Dresen’s first Berlin Film Festival competition film since 2015 As we dreamed, it stars comic actress Meltem Kaptan as Rabiye Kurnaz. She is a cheerful and effervescent woman living in Germany, whose adult son, Murat, is unexpectedly imprisoned during his travels and sent to Guantanamo. Convinced of Murat’s innocence, Rabiye bulldozes her way into the offices of a local human rights lawyer, Bernhard Docke (Alexander Scheer), who agrees to take on the case.

The longer Docke investigates, the more appalled they are at the situation, but even with the press on their side, it’s a long and stressful journey to potential justice.

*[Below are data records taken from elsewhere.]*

//! Postal addresses.

use crate::convert::{self, BuiltTarget, Cast};
use crate::dto::AddressDto;
use crate::entities::restored_stamp;
use crate::error::ConvertResult;
use crate::json::{self, CycleGuard, JsonKeys, ToJson};
use chrono::{DateTime, Utc};
use daybook_types::{AuditStamp, RegionLookup, ValidationResult, validate};
use serde_json::{Map, Value};
use std::any::TypeId;

#[derive(Debug, Clone, Default, PartialEq)]
pub struct Address {
    id: i64,
    street: Option<String>,
    city: Option<String>,
    region_code: Option<String>,
    postal_code: Option<String>,
    country: Option<String>,
    stamp: AuditStamp,
}

impl Address {
    /// A blank address: all defaults, created now, never modified.
    #[must_use]
    pub fn new() -> Self {
        Self::default()
    }

    /// Reconstructs an address from its transfer object, re-checking the
    /// same bounds the setters enforce.
    pub fn from_dto(dto: &AddressDto) -> ConvertResult<Self> {
        validate::non_negative("id", dto.id)?;
        validate::max_len_opt("street", dto.street.as_deref(), validate::NAME_MAX)?;
        validate::max_len_opt("city", dto.city.as_deref(), validate::NAME_MAX)?;
        validate::max_len_opt("country", dto.country.as_deref(), validate::NAME_MAX)?;
        Ok(Self {
            id: dto.id,
            street: dto.street.clone(),
            city: dto.city.clone(),
            region_code: dto.region_code.clone(),
            postal_code: dto.postal_code.clone(),
            country: dto.country.clone(),
            stamp: restored_stamp(dto.date_created, dto.date_modified),
        })
    }

    #[must_use]
    pub fn id(&self) -> i64 {
        self.id
    }

    #[must_use]
    pub fn street(&self) -> Option<&str> {
        self.street.as_deref()
    }

    #[must_use]
    pub fn city(&self) -> Option<&str> {
        self.city.as_deref()
    }

    #[must_use]
    pub fn region_code(&self) -> Option<&str> {
        self.region_code.as_deref()
    }

    #[must_use]
    pub fn postal_code(&self) -> Option<&str> {
        self.postal_code.as_deref()
    }

    #[must_use]
    pub fn country(&self) -> Option<&str> {
        self.country.as_deref()
    }

    #[must_use]
    pub fn created_at(&self) -> DateTime<Utc> {
        self.stamp.created_at()
    }

    #[must_use]
    pub fn modified_at(&self) -> Option<DateTime<Utc>> {
        self.stamp.modified_at()
    }

    pub fn set_id(&mut self, id: i64) -> ValidationResult<()> {
        validate::non_negative("id", id)?;
        self.id = id;
        self.stamp.touch();
        Ok(())
    }

    pub fn set_street(&mut self, street: Option<String>) -> ValidationResult<()> {
        validate::max_len_opt("street", street.as_deref(), validate::NAME_MAX)?;
        self.street = street;
        self.stamp.touch();
        Ok(())
    }

    pub fn set_city(&mut self, city: Option<String>) -> ValidationResult<()> {
        validate::max_len_opt("city", city.as_deref(), validate::NAME_MAX)?;
        self.city = city;
        self.stamp.touch();
        Ok(())
    }

    pub fn set_region_code(&mut self, region_code: Option<String>) {
        self.region_code = region_code;
        self.stamp.touch();
    }

    pub fn set_postal_code(&mut self, postal_code: Option<String>) {
        self.postal_code = postal_code;
        self.stamp.touch();
    }

    pub fn set_country(&mut self, country: Option<String>) -> ValidationResult<()> {
        validate::max_len_opt("country", country.as_deref(), validate::NAME_MAX)?;
        self.country = country;
        self.stamp.touch();
        Ok(())
    }

    /// Display form of the region, resolved through the consumer-supplied
    /// lookup. Unknown codes fall back to the raw code; an address without a
    /// region yields `None`. Display-only — conversion and validation never
    /// consult the lookup.
    #[must_use]
    pub fn region_display(&self, lookup: &dyn RegionLookup) -> Option<String> {
        let code = self.region_code.as_deref()?;
        match lookup.region(code) {
            Some(region) => Some(format!("{} ({})", region.name, region.abbreviation)),
            None => Some(code.to_owned()),
        }
    }

    fn to_dto(&self) -> AddressDto {
        AddressDto {
            id: self.id,
            street: self.street.clone(),
            city: self.city.clone(),
            region_code: self.region_code.clone(),
            postal_code: self.postal_code.clone(),
            country: self.country.clone(),
            date_created: Some(self.stamp.created_at()),
            date_modified: self.stamp.modified_at(),
        }
    }
}

impl Cast for Address {
    fn build(&self, target: TypeId) -> Option<BuiltTarget> {
        if target == TypeId::of::<AddressDto>() {
            convert::entry(Ok(self.to_dto()))
        } else {
            None
        }
    }
}

impl ToJson for Address {
    fn json_key(&self) -> (&'static str, i64) {
        ("Address", self.id)
    }

    fn project(&self, keys: &JsonKeys, _guard: &mut CycleGuard) -> Map<String, Value> {
        let mut map = Map::new();
        json::push_audit(&mut map, keys, self.id, &self.stamp);
        json::push_str(&mut map, "street", self.street.as_deref());
        json::push_str(&mut map, "city", self.city.as_deref());
        json::push_str(&mut map, "regionCode", self.region_code.as_deref());
        json::push_str(&mut map, "postalCode", self.postal_code.as_deref());
        json::push_str(&mut map, "country", self.country.as_deref());
        map
    }
}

As Dresen and screenwriter Laila Stieler address these tensions in a few emotional scenes, they take a broadly airy approach, emphasizing Rabiye’s optimism, strength and humor, though perhaps they fall too far behind. often on maternal stereotypes.

There’s also a fish-out-of-water comedy when the pair travel to Washington, as Rabiye is confused by language, politics, and perhaps most importantly coffee. Cultural stereotypes abound, but they’re affectionate, and Rabiye’s one-liners seem to fit the character. “The Germans are smart but slow…” she says. “Do you know the saying ‘start like a Turk but end like a German’?”

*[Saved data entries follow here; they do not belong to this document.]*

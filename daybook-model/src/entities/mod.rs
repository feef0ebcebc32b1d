//! The organizer entities.
//!
//! Every entity follows the same pattern: private fields, an [`AuditStamp`]
//! that every setter touches (including no-op writes — downstream behavior
//! depends on "a setter ran", not on value change), validated setters that
//! reject before mutating, a blank `new()` constructor, a `from_dto()`
//! reconstruction constructor that re-checks field bounds and copies
//! timestamps verbatim without touching the stamp, a closed
//! [`Cast`](crate::convert::Cast) table, and a
//! [`ToJson`](crate::json::ToJson) projection.
//!
//! Reconstruction enforces the range and length bounds but not `required`:
//! an entity stored before it was ever named reloads with its blank name.

mod account;
mod address;
mod assignment;
mod contact;
mod organization;
mod password;
mod project;
mod user;

pub use account::{Account, SubAccount};
pub use address::Address;
pub use assignment::Assignment;
pub use contact::Contact;
pub use organization::Organization;
pub use password::Password;
pub use project::Project;
pub use user::User;

use chrono::{DateTime, Utc};
use daybook_types::AuditStamp;

/// How an entity's collection setter treats an incoming null collection.
///
/// The source data is inconsistent on this point, so the choice is an
/// explicit, named per-entity policy instead of a global default. This is a
/// setter-layer concern only — the cast dispatcher always preserves
/// collection-null identity regardless of policy.
#[derive(Debug, Clone, Copy, PartialEq, Eq)]
pub enum NullCollectionPolicy {
    /// `None` stays `None`.
    Preserve,
    /// `None` becomes an empty collection.
    NormalizeToEmpty,
}

impl NullCollectionPolicy {
    /// Applies this policy to an incoming collection value.
    #[must_use]
    pub fn apply<T>(self, value: Option<Vec<T>>) -> Option<Vec<T>> {
        match (self, value) {
            (Self::NormalizeToEmpty, None) => Some(Vec::new()),
            (_, value) => value,
        }
    }
}

/// Stamp for the reconstruction path: creation time verbatim when supplied,
/// modification time verbatim (never auto-initialized to "now"). A record
/// with a modification time but no creation time takes the modification
/// time as its creation time, keeping creation <= modification.
pub(crate) fn restored_stamp(
    created: Option<DateTime<Utc>>,
    modified: Option<DateTime<Utc>>,
) -> AuditStamp {
    let created = created.or(modified).unwrap_or_else(Utc::now);
    AuditStamp::restored(created, modified)
}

Performances are enjoyable: Kaptan is a friendly track with lots of Erin Brockovich-style horns, while Scheer provides a patient comedic foil as the mild-mannered, caring Docke. The other members of the family are drawn with fairly broad brushstrokes, and Murat’s own experience is mostly left to the imagination, hovering like a horror story in the back of our minds as it does. for Rabiye.

There are some weird editing decisions, but the amazing real-life twists keep the momentum going. And it’s hard not to be moved by this portrait of a woman who would stop at nothing to rescue her son. Yes Harold and Kumar escape from Guantanamo Bay was an unlikely comedy on the subject, making it an unlikely treat for the Guantanamo crowds.